|SARDESAI, NAGESH - Corteva Agriscience|
|BABU, CHERUKERI - University Of Delhi|
Submitted to: Global Ecology and Biogeography
Publication Type: Peer Reviewed Journal
Publication Acceptance Date: 2/4/2022
Publication Date: 2/22/2022
Citation: Subramanyam, S., Sardesai, N., Babu, C.R. 2022. Cenchrus setigerus Vahl. secretes root agglutinins to promote colonization by plant growth-promoting rhizobacteria. Brazilian Journal of Botany. 45: 819-832. https://doi.org/10.1007/s40415-022-00794-4.
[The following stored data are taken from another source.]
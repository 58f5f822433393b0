//! Simulated hardware for running a gear without a bus.
//!
//! Time only passes when the gear sleeps or when the owner of the
//! [`TickCounter`] ticks it, so tests are deterministic.
use crate::drivers::driver::{BusDriver, Clock};
use crate::drivers::frame_latch::TickCounter;
use std::sync::{Arc, Mutex};

// Data shared by the driver and the bus handle
struct SimBusCtxt {
    bus_present: bool,
    // Backward frames, oldest first
    answers: Vec<u8>,
    // Total number of ticks slept
    slept: u32,
    timer: u16,
}

pub struct SimDriver {
    ctxt: Arc<Mutex<SimBusCtxt>>,
    ticks: Arc<TickCounter>,
}

/// Test side of a [`SimDriver`]
#[derive(Clone)]
pub struct SimBus {
    ctxt: Arc<Mutex<SimBusCtxt>>,
}

impl SimDriver {
    /// Create a driver that advances `ticks` while sleeping. `seed` is the
    /// initial value of the free running timer.
    pub fn new(ticks: Arc<TickCounter>, seed: u16) -> (SimDriver, SimBus) {
        let ctxt = Arc::new(Mutex::new(SimBusCtxt {
            bus_present: true,
            answers: Vec::new(),
            slept: 0,
            timer: seed,
        }));
        (
            SimDriver {
                ctxt: ctxt.clone(),
                ticks,
            },
            SimBus { ctxt },
        )
    }
}

impl BusDriver for SimDriver {
    fn bus_idle_high(&mut self) -> bool {
        self.ctxt.lock().map(|c| c.bus_present).unwrap_or(true)
    }

    fn transmit(&mut self, answer: u8) {
        if let Ok(mut ctxt) = self.ctxt.lock() {
            ctxt.answers.push(answer);
        }
    }
}

impl Clock for SimDriver {
    fn timer_sample(&self) -> u16 {
        self.ctxt.lock().map(|c| c.timer).unwrap_or(0)
    }

    fn sleep_ticks(&mut self, ticks: u16) {
        if let Ok(mut ctxt) = self.ctxt.lock() {
            ctxt.slept += ticks as u32;
            ctxt.timer = ctxt.timer.wrapping_add(ticks);
        }
        for _ in 0..ticks {
            self.ticks.tick();
        }
    }
}

impl SimBus {
    pub fn set_bus_present(&self, present: bool) {
        if let Ok(mut ctxt) = self.ctxt.lock() {
            ctxt.bus_present = present;
        }
    }

    /// Remove and return all backward frames sent so far
    pub fn take_answers(&self) -> Vec<u8> {
        match self.ctxt.lock() {
            Ok(mut ctxt) => std::mem::take(&mut ctxt.answers),
            Err(_) => Vec::new(),
        }
    }

    pub fn slept_ticks(&self) -> u32 {
        self.ctxt.lock().map(|c| c.slept).unwrap_or(0)
    }
}
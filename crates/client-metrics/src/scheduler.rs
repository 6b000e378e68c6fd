// Copyright 2023-Present Datadog, Inc. https://www.datadoghq.com/
// SPDX-License-Identifier: Apache-2.0

//! Periodic flush timer.
//!
//! The timer is a tokio task ticking on the runtime's clock, so tests can pause time and advance
//! it deterministically. The first tick fires one full period after [`FlushScheduler::start`].

use std::sync::atomic::{AtomicBool, Ordering};
use std::time::Duration;
use tokio::runtime::Handle;
use tokio::time::{interval_at, Instant, MissedTickBehavior};
use tokio_util::sync::CancellationToken;
use tracing::{debug, warn};

use crate::config::MAX_FLUSH_INTERVAL;

#[derive(Debug)]
pub struct FlushScheduler {
    cancel_token: CancellationToken,
    stopped: AtomicBool,
}

impl FlushScheduler {
    /// Spawns the timer task on `runtime`, calling `on_tick` every `period`.
    pub fn start<F>(runtime: &Handle, period: Duration, on_tick: F) -> Self
    where
        F: Fn() + Send + 'static,
    {
        // Longer periods would overflow the tick deadline.
        let period = if period > MAX_FLUSH_INTERVAL {
            warn!("Flush period {period:?} too long, using {MAX_FLUSH_INTERVAL:?}");
            MAX_FLUSH_INTERVAL
        } else {
            period
        };
        let cancel_token = CancellationToken::new();
        let task_token = cancel_token.clone();

        runtime.spawn(async move {
            let mut interval = interval_at(Instant::now() + period, period);
            interval.set_missed_tick_behavior(MissedTickBehavior::Delay);
            debug!("Flush scheduler started, period={period:?}");
            loop {
                tokio::select! {
                    biased;
                    _ = task_token.cancelled() => {
                        debug!("Flush scheduler stopped");
                        break;
                    }
                    _ = interval.tick() => on_tick(),
                }
            }
        });

        Self {
            cancel_token,
            stopped: AtomicBool::new(false),
        }
    }

    /// Cancels the timer. Returns `false` if it was already stopped.
    pub fn stop(&self) -> bool {
        if self.stopped.swap(true, Ordering::AcqRel) {
            return false;
        }
        self.cancel_token.cancel();
        true
    }

    pub fn is_running(&self) -> bool {
        !self.stopped.load(Ordering::Acquire)
    }
}

impl Drop for FlushScheduler {
    fn drop(&mut self) {
        self.cancel_token.cancel();
    }
}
Interpretive Summary: Grasses are extremely important not only as forage crops but also in the redevelopment of degraded lands. Bacteria associated with the roots of grasses, play an important role in promoting plant growth. However, the mechanism by which bacteria attach to the plant roots is not well understood. In this work we discovered a plant cell wall protein, known as a lectin, that plays an important role in binding growth promoting bacteria to the roots of grasses. This work is significant because it will help devise new ways to increase the growth of grasses, so they can be more effective as forage grasses for livestock and ecological restoration of derelict lands.
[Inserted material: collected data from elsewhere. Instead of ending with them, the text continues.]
// Copyright 2023-Present Datadog, Inc. https://www.datadoghq.com/
// SPDX-License-Identifier: Apache-2.0

//! Operational metric records.
//!
//! A [`MetricRecord`] is a named metric with a string key/value payload. Validity is decided once,
//! when the record is built, and never re-checked: records that fail the check are dropped by the
//! engine before they reach the buffer.

use serde::Serialize;
use std::collections::BTreeMap;
use std::time::UNIX_EPOCH;

/// Key/value payload attached to an operational metric.
pub type Fields = BTreeMap<String, String>;

/// A single operational metric, immutable once constructed.
#[derive(Debug, Clone, PartialEq, Eq, Serialize)]
pub struct MetricRecord {
    #[serde(rename = "key")]
    name: String,
    /// Milliseconds since the Unix epoch at construction time
    timestamp: i64,
    #[serde(rename = "value")]
    fields: Fields,
    #[serde(skip)]
    valid: bool,
}

impl MetricRecord {
    /// Builds a record stamped with the current wall-clock time.
    ///
    /// # Examples
    ///
    /// ```
    /// use client_metrics::record::{Fields, MetricRecord};
    ///
    /// let fields = Fields::from([("outcome".to_string(), "ok".to_string())]);
    /// assert!(MetricRecord::new("call.setup", fields).is_valid());
    /// assert!(!MetricRecord::new("", Fields::new()).is_valid());
    /// ```
    pub fn new(name: impl Into<String>, fields: Fields) -> Self {
        Self::with_timestamp(name, fields, now_millis())
    }

    pub fn with_timestamp(name: impl Into<String>, fields: Fields, timestamp: i64) -> Self {
        let name = name.into();
        let valid = is_well_formed(&name, &fields);
        Self {
            name,
            timestamp,
            fields,
            valid,
        }
    }

    pub fn name(&self) -> &str {
        &self.name
    }

    pub fn fields(&self) -> &Fields {
        &self.fields
    }

    pub fn timestamp(&self) -> i64 {
        self.timestamp
    }

    pub fn is_valid(&self) -> bool {
        self.valid
    }
}

// A record needs a non-blank name and at least one field.
fn is_well_formed(name: &str, fields: &Fields) -> bool {
    !name.trim().is_empty() && !fields.is_empty()
}

pub(crate) fn now_millis() -> i64 {
    UNIX_EPOCH
        .elapsed()
        .map(|elapsed| i64::try_from(elapsed.as_millis()).unwrap_or(i64::MAX))
        .unwrap_or_default()
}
Technical Abstract: Grasses constitute a key taxonomic group that is of immense ecological value in ecosystem redevelopment. Plant growth-promoting rhizobacteria (PGPR) associated with the rhizosphere of the grasses play a significant role by aiding the development of the plant or by controlling phytopathogens. Cenchrus setigerus is a forage grass that is tolerant to heat and saline soils. Biochemical and physiological characterization of PGPR isolated from the rhizosphere of C. setigerus was carried out and diazotrophs were identified as belonging to the genera Azospirillum and Pseudomonas. An N-acetylglucosamine-binding agglutinin (Cenchrus root agglutinin: CRA) was isolated from the roots of C. setigerus, by affinity chromatography, that agglutinated buffalo erythrocytes. Immunoblot analyses of CRA indicated that it shared no similarity with other monocot and dicot lectins tested. Hemagglutination assays with buffalo erythrocytes were competitively inhibited by CRA in the presence of either Azospirillum or Pseudomonas, indicating that CRA specifically binds to surface antigens of these rhizobacteria. Further, lipopolysaccharides (LPS) were isolated from the rhizobacteria and used in a double diffusion assay to show that CRA reacted specifically with the LPS from Azospirillum and Pseudomonas. Our data illustrate the mechanism by which attachment of rhizobacteria to roots of C. setigerus is mediated through the interaction of bacterial LPS and CRA.